| TASK PROMPT |
Take down each entry exactly as written.

Extracted records:
##############################
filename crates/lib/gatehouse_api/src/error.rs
//! Application error types.

use axum::{
    Json,
    extract::rejection::JsonRejection,
    http::StatusCode,
    response::{IntoResponse, Response},
};
use gatehouse_core::auth::AuthError;
use thiserror::Error;

use crate::models::ErrorResponse;

/// Convenience alias for handler return types.
pub type AppResult<T> = Result<T, AppError>;

/// Application-level errors with HTTP status mapping.
#[derive(Debug, Error)]
pub enum AppError {
    #[error("Validation error: {0}")]
    Validation(String),

    #[error("Not found: {0}")]
    NotFound(String),

    #[error("Conflict: {0}")]
    Conflict(String),

    #[error("Unauthorized: {0}")]
    Unauthorized(String),

    #[error("Internal server error")]
    Internal(String),
}

impl IntoResponse for AppError {
    fn into_response(self) -> Response {
        let (status, error, message) = match &self {
            AppError::Validation(m) => (StatusCode::BAD_REQUEST, "validation_error", m.as_str()),
            AppError::NotFound(m) => (StatusCode::NOT_FOUND, "not_found", m.as_str()),
            AppError::Conflict(m) => (StatusCode::CONFLICT, "conflict", m.as_str()),
            AppError::Unauthorized(m) => (StatusCode::UNAUTHORIZED, "unauthorized", m.as_str()),
            AppError::Internal(m) => {
                tracing::error!(error = %m, "internal error");
                (
                    StatusCode::INTERNAL_SERVER_ERROR,
                    "internal_error",
                    "Internal server error",
                )
            }
        };
        let body = Json(ErrorResponse {
            error: error.to_string(),
            message: message.to_string(),
        });
        (status, body).into_response()
    }
}

impl From<AuthError> for AppError {
    fn from(e: AuthError) -> Self {
        match e {
            AuthError::Validation(msg) => AppError::Validation(msg),
            AuthError::InvalidCredentials => AppError::Unauthorized("Invalid credentials".into()),
            AuthError::Unauthenticated => AppError::Unauthorized("Unauthorized".into()),
            AuthError::NotFound => AppError::NotFound("User not found".into()),
            AuthError::Conflict(msg) => AppError::Conflict(msg),
            AuthError::Internal(msg) => AppError::Internal(msg),
        }
    }
}

impl From<JsonRejection> for AppError {
    fn from(rejection: JsonRejection) -> Self {
        AppError::Validation(rejection.body_text())
    }
}
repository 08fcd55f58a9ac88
//! Database migration support.
//!
//! Embeds and runs SQL migrations from `gatehouse_core/migrations/`.

use sqlx::PgPool;

/// Run all embedded database migrations against the given pool.
pub async fn migrate(pool: &PgPool) -> Result<(), sqlx::migrate::MigrateError> {
    sqlx::migrate!("./migrations").run(pool).await
}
##############################
| YOUR RESPONSE |
filename crates/lib/gatehouse_api/src/error.rs
//! Application error types.

use axum::{
    Json,
    extract::rejection::JsonRejection,
    http::StatusCode,
    response::{IntoResponse, Response},
};
use gatehouse_core::auth::AuthError;
use thiserror::Error;

use crate::models::ErrorResponse;

/// Convenience alias for handler return types.
pub type AppResult<T> = Result<T, AppError>;

/// Application-level errors with HTTP status mapping.
#[derive(Debug, Error)]
pub enum AppError {
    #[error("Validation error: {0}")]
    Validation(String),

    #[error("Not found: {0}")]
    NotFound(String),

    #[error("Conflict: {0}")]
    Conflict(String),

    #[error("Unauthorized: {0}")]
    Unauthorized(String),

    #[error("Internal server error")]
    Internal(String),
}

impl IntoResponse for AppError {
    fn into_response(self) -> Response {
        let (status, error, message) = match &self {
            AppError::Validation(m) => (StatusCode::BAD_REQUEST, "validation_error", m.as_str()),
            AppError::NotFound(m) => (StatusCode::NOT_FOUND, "not_found", m.as_str()),
            AppError::Conflict(m) => (StatusCode::CONFLICT, "conflict", m.as_str()),
            AppError::Unauthorized(m) => (StatusCode::UNAUTHORIZED, "unauthorized", m.as_str()),
            AppError::Internal(m) => {
                tracing::error!(error = %m, "internal error");
                (
                    StatusCode::INTERNAL_SERVER_ERROR,
                    "internal_error",
                    "Internal server error",
                )
            }
        };
        let body = Json(ErrorResponse {
            error: error.to_string(),
            message: message.to_string(),
        });
        (status, body).into_response()
    }
}

impl From<AuthError> for AppError {
    fn from(e: AuthError) -> Self {
        match e {
            AuthError::Validation(msg) => AppError::Validation(msg),
            AuthError::InvalidCredentials => AppError::Unauthorized("Invalid credentials".into()),
            AuthError::Unauthenticated => AppError::Unauthorized("Unauthorized".into()),
            AuthError::NotFound => AppError::NotFound("User not found".into()),
            AuthError::Conflict(msg) => AppError::Conflict(msg),
            AuthError::Internal(msg) => AppError::Internal(msg),
        }
    }
}

impl From<JsonRejection> for AppError {
    fn from(rejection: JsonRejection) -> Self {
        AppError::Validation(rejection.body_text())
    }
}
repository 08fcd55f58a9ac88
//! Database migration support.
//!
//! Embeds and runs SQL migrations from `gatehouse_core/migrations/`.

use sqlx::PgPool;

/// Run all embedded database migrations against the given pool.
pub async fn migrate(pool: &PgPool) -> Result<(), sqlx::migrate::MigrateError> {
    sqlx::migrate!("./migrations").run(pool).await
}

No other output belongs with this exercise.